Hal terpenting adalah "percepatan pengiriman senjata berat, efektif dan sistem yang rumit oleh Jerman." Namun begitu, masih banyak pertanyaan yang belum terjawab.
Akhir netralitas Saat ini kantor Kekanseliran masih disibukkan oleh pertanyaan, seberapa jauh sebuah negara bisa membantu Ukraina tanpa dianggap sebagai musuh oleh Presiden Rusia, Vladimir Putin.
Pemimpin Kremlin itu sempat mengancam negara-negara NATO dengan "serangan kilat" jika terbukti melakukan intervensi.
Belum lama ini, Scholz mewanti-wanti terhadap meletusnya perang nuklir. Dalam wawancara dengan mingguan "Der Spiegel" , dia melihat prioritas utama pemerintahannya terletak pada upaya mencegah perang melebar ke negara NATO.

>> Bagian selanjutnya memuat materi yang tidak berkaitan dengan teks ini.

//! Line-oriented duplex byte channel consumed by the controller session.
//!
//! The session only needs two capabilities: write one already-terminated line, and block
//! until one CRLF-terminated line arrives or a timeout elapses. Lines handed back by
//! `read_line` have the terminator stripped.
//!
//! `SerialTransport` (feature `instrument_serial`) is the production implementation on top of
//! the `serialport` crate. Tests use `MockTransport` or `SimulatedController` from
//! [`crate::hardware::mock`].

use std::io::Read;
use std::time::{Duration, Instant};

use crate::error::TransportError;

/// A duplex channel carrying CRLF-terminated ASCII lines.
pub trait Transport: Send {
    /// Write `line` verbatim (it already carries its terminator) and flush.
    fn write_line(&mut self, line: &[u8]) -> Result<(), TransportError>;

    /// Block until a full line has arrived and return it without its terminator.
    ///
    /// Fails with `TransportError::ReadTimeout` when no terminator is seen within `timeout`.
    fn read_line(&mut self, timeout: Duration) -> Result<Vec<u8>, TransportError>;

    /// Short label used in log output.
    fn describe(&self) -> String {
        "transport".to_string()
    }
}

impl<T: Transport + ?Sized> Transport for Box<T> {
    fn write_line(&mut self, line: &[u8]) -> Result<(), TransportError> {
        (**self).write_line(line)
    }

    fn read_line(&mut self, timeout: Duration) -> Result<Vec<u8>, TransportError> {
        (**self).read_line(timeout)
    }

    fn describe(&self) -> String {
        (**self).describe()
    }
}

/// Read from `reader` until CRLF, returning the line with its terminator.
///
/// Reads byte-wise so nothing past the terminator is consumed. Reader timeouts are retried
/// until `timeout` has elapsed overall.
pub(crate) fn read_terminated<R: Read + ?Sized>(
    reader: &mut R,
    timeout: Duration,
) -> Result<Vec<u8>, TransportError> {
    let mut line = Vec::new();
    let mut byte = [0u8; 1];
    let start = Instant::now();

    loop {
        if start.elapsed() > timeout {
            return Err(TransportError::ReadTimeout(timeout));
        }

        match reader.read(&mut byte) {
            Ok(0) => return Err(TransportError::Closed),
            Ok(_) => {
                line.push(byte[0]);
                if line.ends_with(b"\r\n") {
                    return Ok(line);
                }
            }
            Err(e) if e.kind() == std::io::ErrorKind::TimedOut => continue,
            Err(e) => return Err(TransportError::Io(e)),
        }
    }
}

/// Remove a trailing CRLF (or lone LF) from a received buffer.
pub(crate) fn strip_terminator(mut line: Vec<u8>) -> Vec<u8> {
    if line.last() == Some(&b'\n') {
        line.pop();
        if line.last() == Some(&b'\r') {
            line.pop();
        }
    }
    line
}

#[cfg(feature = "instrument_serial")]
pub use serial::SerialTransport;

#[cfg(feature = "instrument_serial")]
mod serial {
    use std::io::Write;
    use std::time::Duration;

    use serialport::SerialPort;
    use tracing::{debug, trace};

    use super::{read_terminated, strip_terminator, Transport};
    use crate::config::{Parity, PortSettings, StopBits};
    use crate::error::TransportError;

    /// Longest single blocking read; the overall line timeout is enforced on top of it.
    const READ_SLICE: Duration = Duration::from_millis(50);

    /// RS-232 transport for GSC controllers.
    pub struct SerialTransport {
        port_name: String,
        port: Box<dyn SerialPort>,
    }

    impl SerialTransport {
        /// Open the port described by `settings`.
        ///
        /// # Errors
        /// Returns `TransportError::PortUnavailable` if the port cannot be opened.
        pub fn open(settings: &PortSettings) -> Result<Self, TransportError> {
            let data_bits = match settings.data_bits {
                5 => serialport::DataBits::Five,
                6 => serialport::DataBits::Six,
                7 => serialport::DataBits::Seven,
                _ => serialport::DataBits::Eight,
            };
            let parity = match settings.parity {
                Parity::None => serialport::Parity::None,
                Parity::Odd => serialport::Parity::Odd,
                Parity::Even => serialport::Parity::Even,
            };
            let stop_bits = match settings.stop_bits {
                StopBits::One => serialport::StopBits::One,
                StopBits::Two => serialport::StopBits::Two,
            };

            let port = serialport::new(&settings.name, settings.baud_rate)
                .data_bits(data_bits)
                .parity(parity)
                .stop_bits(stop_bits)
                .flow_control(serialport::FlowControl::None)
                .timeout(READ_SLICE.min(settings.read_timeout))
                .open()
                .map_err(|e| TransportError::PortUnavailable {
                    port: settings.name.clone(),
                    reason: e.to_string(),
                })?;

            debug!(
                port = %settings.name,
                baud = settings.baud_rate,
                "Serial port opened"
            );

            Ok(Self {
                port_name: settings.name.clone(),
                port,
            })
        }
    }

    impl Transport for SerialTransport {
        fn write_line(&mut self, line: &[u8]) -> Result<(), TransportError> {
            self.port.write_all(line).map_err(TransportError::Write)?;
            self.port.flush().map_err(TransportError::Write)?;
            trace!(port = %self.port_name, line = %String::from_utf8_lossy(line).escape_default(), "tx");
            Ok(())
        }

        fn read_line(&mut self, timeout: Duration) -> Result<Vec<u8>, TransportError> {
            let line = read_terminated(&mut self.port, timeout)?;
            trace!(port = %self.port_name, line = %String::from_utf8_lossy(&line).escape_default(), "rx");
            Ok(strip_terminator(line))
        }

        fn describe(&self) -> String {
            self.port_name.clone()
        }
    }
}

Tapi siapa yang bisa menebak reaksi Putin? Atau seberapa jauh Jerman bisa mencampuri perang di Ukraina tanpa memprovokasi Rusia? Skenario tersebut menempatkan angkatan bersenjata Jerman-Bundeswehr dalam posisi pelik.
Menteri Pertahanan, Christine Lambrecht, baru-baru ini menghitung bahwa militer Jerman "di atas kertas" memiliki 350 panser infanteri, padahal yang siap pakai hanya berjumlah 150 buah.
Sementara dari 51 helikopter tempur yang ada, hanya sembilan yang bisa terbang secara berkala. Masalah ini mencuatkan pertanyaan, apakah anggaran khusus sebesar 100 miliar Euro akan cukup untuk memodernisasi Bundeswehr.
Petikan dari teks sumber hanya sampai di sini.